Гном прищурился и что-то прикинул в уме.

– Можно и так, о Кот, цветом Черный. Сработаем.

– Хозяин! – Коба настойчиво подергал меня за штанину. – А может, еще бабахнем?

Я осмотрел бинты, наложенные на голову низкорослика и печально усмехнулся.

– Не набабахался еще?

– Да разве ж можно! – Коба расплылся в улыбке, видимо приняв мой ответ за положительный, и начал подгонять оружейников: – Что встали, как тролли под солнцем! Заряжай Кошачью лапу! Хозяин сам смотреть будет.

Гномы сноровисто засыпали порох, расправились с пыжом и фитилем и, благополучия ради, спешно отошли на безопасное расстояние. Укрытием им служил каменный павильон, метрах в сорока от места испытания.

– Я сейчас! – Коба подхватил с земли факел, сноровисто высек искру кресалом и, подпалив паклю, с готовностью зажег фитиль.

Охнув от неожиданности, я подхватил гнома и бросился в укрытие, но не успел. Орудие сработало, и, слава богу, как надо. Пороховое облако заполонило все вокруг, от грохота выстрела заложило уши, а колода, в которую целились гномы, разлетелась в щепки.

Когда дым рассеялся и я снова обрел возможность слышать, вокруг меня уже собрались довольные улыбающиеся оружейники. Они буквально светились от счастья.

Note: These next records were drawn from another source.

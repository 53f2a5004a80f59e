//! Choosing and building an adapter.

use std::fmt;
use std::str::FromStr;
use std::sync::Arc;
use std::time::Duration;

use reducible_state::{AdapterError, StateAdapter};

use crate::cache::{CacheAdapter, InMemoryCache, KeyValueCache, DEFAULT_NAMESPACE, DEFAULT_TTL};
use crate::hidden_field::HiddenFieldAdapter;
use crate::session::SessionAdapter;
use crate::verifier::Verifier;

pub const SECRET_ENV: &str = "REDUCIBLE_SECRET";
pub const ADAPTER_ENV: &str = "REDUCIBLE_ADAPTER";
pub const CACHE_TTL_ENV: &str = "REDUCIBLE_CACHE_TTL";

/// Which persistence strategy to use.
#[derive(Clone, Copy, Debug, Default, PartialEq, Eq)]
pub enum AdapterKind {
    HiddenField,
    #[default]
    Session,
    Cache,
}

impl FromStr for AdapterKind {
    type Err = AdapterError;

    fn from_str(s: &str) -> Result<Self, Self::Err> {
        match s.trim().to_ascii_lowercase().replace('-', "_").as_str() {
            "hidden_field" => Ok(AdapterKind::HiddenField),
            "session" => Ok(AdapterKind::Session),
            "cache" | "redis" => Ok(AdapterKind::Cache),
            other => Err(AdapterError::InvalidConfig(format!(
                "unknown adapter '{other}', expected hidden_field, session or cache"
            ))),
        }
    }
}

impl fmt::Display for AdapterKind {
    fn fmt(&self, f: &mut fmt::Formatter<'_>) -> fmt::Result {
        f.write_str(match self {
            AdapterKind::HiddenField => "hidden_field",
            AdapterKind::Session => "session",
            AdapterKind::Cache => "cache",
        })
    }
}

/// Adapter settings.
#[derive(Clone)]
pub struct AdapterConfig {
    pub kind: AdapterKind,
    pub secret: Option<String>,
    /// Lifetime of cached envelopes. `None` never expires.
    pub cache_ttl: Option<Duration>,
    pub cache_namespace: String,
    /// Cache backend. An [`InMemoryCache`] is used when unset.
    pub cache: Option<Arc<dyn KeyValueCache>>,
}

impl Default for AdapterConfig {
    fn default() -> Self {
        Self {
            kind: AdapterKind::default(),
            secret: None,
            cache_ttl: Some(DEFAULT_TTL),
            cache_namespace: DEFAULT_NAMESPACE.to_string(),
            cache: None,
        }
    }
}

impl fmt::Debug for AdapterConfig {
    fn fmt(&self, f: &mut fmt::Formatter<'_>) -> fmt::Result {
        f.debug_struct("AdapterConfig")
            .field("kind", &self.kind)
            .field("secret", &self.secret.as_ref().map(|_| "<redacted>"))
            .field("cache_ttl", &self.cache_ttl)
            .field("cache_namespace", &self.cache_namespace)
            .field("cache", &self.cache.is_some())
            .finish()
    }
}

impl AdapterConfig {
    /// Read settings from the process environment.
    pub fn from_env() -> Result<Self, AdapterError> {
        Self::from_lookup(|name| std::env::var(name).ok())
    }

    /// Read settings through `lookup`, which maps a variable name to its value.
    pub fn from_lookup(lookup: impl Fn(&str) -> Option<String>) -> Result<Self, AdapterError> {
        let mut config = Self::default();

        config.secret = lookup(SECRET_ENV).filter(|s| !s.is_empty());

        if let Some(kind) = lookup(ADAPTER_ENV) {
            config.kind = kind.parse()?;
        }

        if let Some(ttl) = lookup(CACHE_TTL_ENV) {
            let secs: u64 = ttl.trim().parse().map_err(|_| {
                AdapterError::InvalidConfig(format!("{CACHE_TTL_ENV} must be whole seconds, got '{ttl}'"))
            })?;
            config.cache_ttl = (secs > 0).then(|| Duration::from_secs(secs));
        }

        Ok(config)
    }

    #[must_use]
    pub fn with_kind(mut self, kind: AdapterKind) -> Self {
        self.kind = kind;
        self
    }

    #[must_use]
    pub fn with_secret(mut self, secret: impl Into<String>) -> Self {
        self.secret = Some(secret.into());
        self
    }

    #[must_use]
    pub fn with_cache(mut self, cache: Arc<dyn KeyValueCache>) -> Self {
        self.cache = Some(cache);
        self
    }

    /// Build the configured adapter.
    pub fn build(&self) -> Result<Box<dyn StateAdapter>, AdapterError> {
        let secret = self.secret.as_deref().ok_or(AdapterError::MissingSecret)?;
        let verifier = Verifier::new(secret)?;

        tracing::debug!(kind = %self.kind, "building state adapter");
        let adapter: Box<dyn StateAdapter> = match self.kind {
            AdapterKind::HiddenField => Box::new(HiddenFieldAdapter::new(verifier)),
            AdapterKind::Session => Box::new(SessionAdapter::new(verifier)),
            AdapterKind::Cache => {
                let cache: Arc<dyn KeyValueCache> = match &self.cache {
                    Some(cache) => cache.clone(),
                    None => Arc::new(InMemoryCache::new()),
                };
                Box::new(
                    CacheAdapter::new(verifier, cache)
                        .with_ttl(self.cache_ttl)
                        .with_namespace(self.cache_namespace.clone()),
                )
            }
        };
        Ok(adapter)
    }
}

Не часто, видимо, им приходилось работать с чем-то подобным, а ввиду отсутствия огнестрельного оружия, этот шанс и вовсе представлялся уникальным.

Мы договорились о сроке следующих испытаний, и гномы пообещали уменьшить модель и усовершенствовать механизм. На этот счет у них была куча идей. Одно только меня смущало. Появление в этом мире огнестрельного оружия могло привести к кардинальным переменам в ведении боя, комплектации вооружения и численного состава воинских подразделений. Они должны были стать мобильней, наносить больший урон и вообще начать главенствовать над войсками, вооруженными не столь передовыми технологиями.

Отсюда и вовсе выходила сложная цепочка. Те, кто ранее нес поражение от численного преимущества противника или лучшей воинской подготовки, теперь способны были выйти на первый план и заявить о себе. Слабый и хворый контингент, вооруженный десятком огнестрелов, способен был подавить сопротивление врага, вдвое превышавшего по численности, а эффект неожиданности и вовсе не сулил воинам, вооруженным стрелами и мечами, ничего хорошего. Опять же, увеличивалась дальность поражения.

Далее предполагался дележ собственности по праву сильного, однако этот перевес сохранился бы недолго. Почти наверняка в бою оружие будет утеряно, и инженеры с оружейниками противоположной стороны воспроизведут его для того, чтобы пехота могла применить с тем же успехом. Снова бой, снова жертвы, и ранения гораздо серьезней, чем можно было бы получить от арбалетного болта.

Представив себе эту картину, уходя, я строго-настрого запретил гномам болтать об их поделке, на что они с охотой и согласились, не задавая лишних вопросов.